In the case at hand, a private pilot took several passengers on board an aircraft owned by a local aeroclub for a round trip. The aircraft crashed and the pilot and all of the passengers lost their lives. The daughter of one of the passengers took action in the local courts against the pilot’s heirs (and insurers) to have him held liable and to seek damages.

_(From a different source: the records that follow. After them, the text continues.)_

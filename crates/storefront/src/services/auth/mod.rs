//! Authentication service.
//!
//! Accounts are a JSON array under [`keys::USERS`]; the logged-in shopper is
//! a copy of their account under [`keys::CURRENT_USER`]. Logging in or out
//! only touches the latter, which is what [`PrincipalSource`] reads, so cart
//! namespaces switch the moment the session changes.

mod error;

pub use error::AuthError;

use secrecy::{ExposeSecret, SecretString};
use tracing::instrument;

use corner_shop_core::Email;

use crate::identity::PrincipalSource;
use crate::models::Principal;
use crate::models::session::keys;
use crate::storage::{KeyValueStore, codec};

/// Minimum password length.
const MIN_PASSWORD_LENGTH: usize = 6;

/// New account details.
pub struct RegisterRequest {
    pub name: String,
    pub email: String,
    pub password: SecretString,
    pub address: Option<String>,
}

/// Profile changes; `None` fields are left as they are. The email cannot
/// change because it keys the shopper's cart and order history.
#[derive(Default)]
pub struct ProfileUpdate {
    pub name: Option<String>,
    pub address: Option<String>,
    pub password: Option<SecretString>,
}

/// Authentication service.
///
/// Handles registration, login/logout and profile edits.
pub struct AuthService<'a> {
    store: &'a dyn KeyValueStore,
}

impl<'a> AuthService<'a> {
    /// Create a new authentication service.
    #[must_use]
    pub const fn new(store: &'a dyn KeyValueStore) -> Self {
        Self { store }
    }

    /// All registered accounts.
    #[must_use]
    pub fn users(&self) -> Vec<Principal> {
        codec::read_or_default(self.store, keys::USERS)
    }

    // =========================================================================
    // Registration & Login
    // =========================================================================

    /// Register a new account. Does not log it in.
    ///
    /// # Errors
    ///
    /// Returns `AuthError::MissingName` for a blank name,
    /// `AuthError::InvalidEmail` if the email format is invalid,
    /// `AuthError::WeakPassword` if the password is too short, and
    /// `AuthError::UserAlreadyExists` if the email is already registered.
    #[instrument(skip(self, request), fields(email = %request.email))]
    pub fn register(&self, request: RegisterRequest) -> Result<Principal, AuthError> {
        let name = validate_name(&request.name)?;
        let email = Email::parse(&request.email)?;
        validate_password(&request.password)?;

        let mut users = self.users();
        if users.iter().any(|u| u.email.matches(&email)) {
            return Err(AuthError::UserAlreadyExists);
        }

        let principal = Principal {
            name,
            email,
            password: request.password.expose_secret().to_owned(),
            address: normalize_address(request.address),
        };
        users.push(principal.clone());
        codec::write(self.store, keys::USERS, &users)?;

        tracing::info!("Registered new account");
        Ok(principal)
    }

    /// Log in with email and password.
    ///
    /// # Errors
    ///
    /// Returns `AuthError::InvalidEmail` for malformed input and
    /// `AuthError::InvalidCredentials` if the email/password is wrong.
    #[instrument(skip(self, password))]
    pub fn login(&self, email: &str, password: &SecretString) -> Result<Principal, AuthError> {
        let email = Email::parse(email)?;

        let principal = self
            .users()
            .into_iter()
            .find(|u| u.email.matches(&email))
            .filter(|u| u.password == password.expose_secret())
            .ok_or(AuthError::InvalidCredentials)?;

        codec::write(self.store, keys::CURRENT_USER, &principal)?;
        tracing::info!("Logged in");
        Ok(principal)
    }

    /// End the session. Safe to call when nobody is logged in.
    pub fn logout(&self) {
        self.store.remove(keys::CURRENT_USER);
        tracing::info!("Logged out");
    }

    // =========================================================================
    // Profile
    // =========================================================================

    /// Apply `update` to the logged-in shopper's account and session.
    ///
    /// # Errors
    ///
    /// Returns `AuthError::NotLoggedIn` without a session, and the same
    /// validation errors as [`register`](Self::register) for a blank name or
    /// short password.
    #[instrument(skip(self, update))]
    pub fn update_profile(&self, update: ProfileUpdate) -> Result<Principal, AuthError> {
        let mut principal = self.current_principal().ok_or(AuthError::NotLoggedIn)?;

        if let Some(name) = update.name {
            principal.name = validate_name(&name)?;
        }
        if let Some(address) = update.address {
            principal.address = normalize_address(Some(address));
        }
        if let Some(password) = update.password {
            validate_password(&password)?;
            password.expose_secret().clone_into(&mut principal.password);
        }

        let mut users = self.users();
        match users.iter_mut().find(|u| u.email.matches(&principal.email)) {
            Some(existing) => existing.clone_from(&principal),
            // The account list was reset underneath the session; restore it
            None => users.push(principal.clone()),
        }
        codec::write(self.store, keys::USERS, &users)?;
        codec::write(self.store, keys::CURRENT_USER, &principal)?;

        tracing::info!("Updated profile");
        Ok(principal)
    }
}

impl PrincipalSource for AuthService<'_> {
    fn current_principal(&self) -> Option<Principal> {
        codec::read_or_default(self.store, keys::CURRENT_USER)
    }
}

// =============================================================================
// Validation
// =============================================================================

fn validate_name(name: &str) -> Result<String, AuthError> {
    let name = name.trim();
    if name.is_empty() {
        return Err(AuthError::MissingName);
    }
    Ok(name.to_owned())
}

fn validate_password(password: &SecretString) -> Result<(), AuthError> {
    if password.expose_secret().chars().count() < MIN_PASSWORD_LENGTH {
        return Err(AuthError::WeakPassword(format!(
            "password must be at least {MIN_PASSWORD_LENGTH} characters"
        )));
    }
    Ok(())
}

fn normalize_address(address: Option<String>) -> Option<String> {
    address
        .map(|a| a.trim().to_owned())
        .filter(|a| !a.is_empty())
}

The flight was described as a « free flight » in the sense that the pilot did not ask for any compensation. This point proved highly relevant in the Court of Cassation’s reasoning.
Bordeaux Court of Appeal
The Bordeaux Court of Appeal held that the pilot’s widow had to indemnify the passenger’s family on the grounds that:
– the flight did not qualify as an « air transport » within the meaning of the Code of Transport; and
– the liability of the pilot was established under the first paragraph of article 1384 (renumbered 1242) of the Civil Code, which governs tort liability.
Court of Cassation
The Court of Cassation reformed the decision of the Bordeaux Court of Appeal on the basis that the flight did qualify as « air transport » under article L322-3 of the Civil Aviation Code (now article L6421-4 of the Code of Transport), despite the fact that the departure point and the arrival point were meant to be the same. As a result, the Court of Cassation held that the flight was subject to the Warsaw Convention 1929. Accordingly, the plaintiff had to demonstrate that the pilot committed a fault.
The case will be heard by another court of appeal following the Court of Cassation’s decision and the plaintiffs will thus have to demonstrate that, in the case at hand, the pilot committed a fault (rather than mere negligence).
The fact that the flight was not operated for compensation played a key role in deciding on the liability regime. Indeed, under article L6421-4 of the Code of Transport, an air transporter carrying out a free-of-charge flight may be held liable (for an accident) only if it can be demonstrated that it committed a fault that caused the accident. On the other hand, the liability of a person conducting an air transport for hire or remuneration is governed by the Warsaw Convention 1929 (now the Montreal Convention 1999), which provides for a presumption of fault of the transporter.
At a time when non-commercial flights on small propeller or turboprop aircraft are becoming increasingly popular, these considerations should be kept in mind.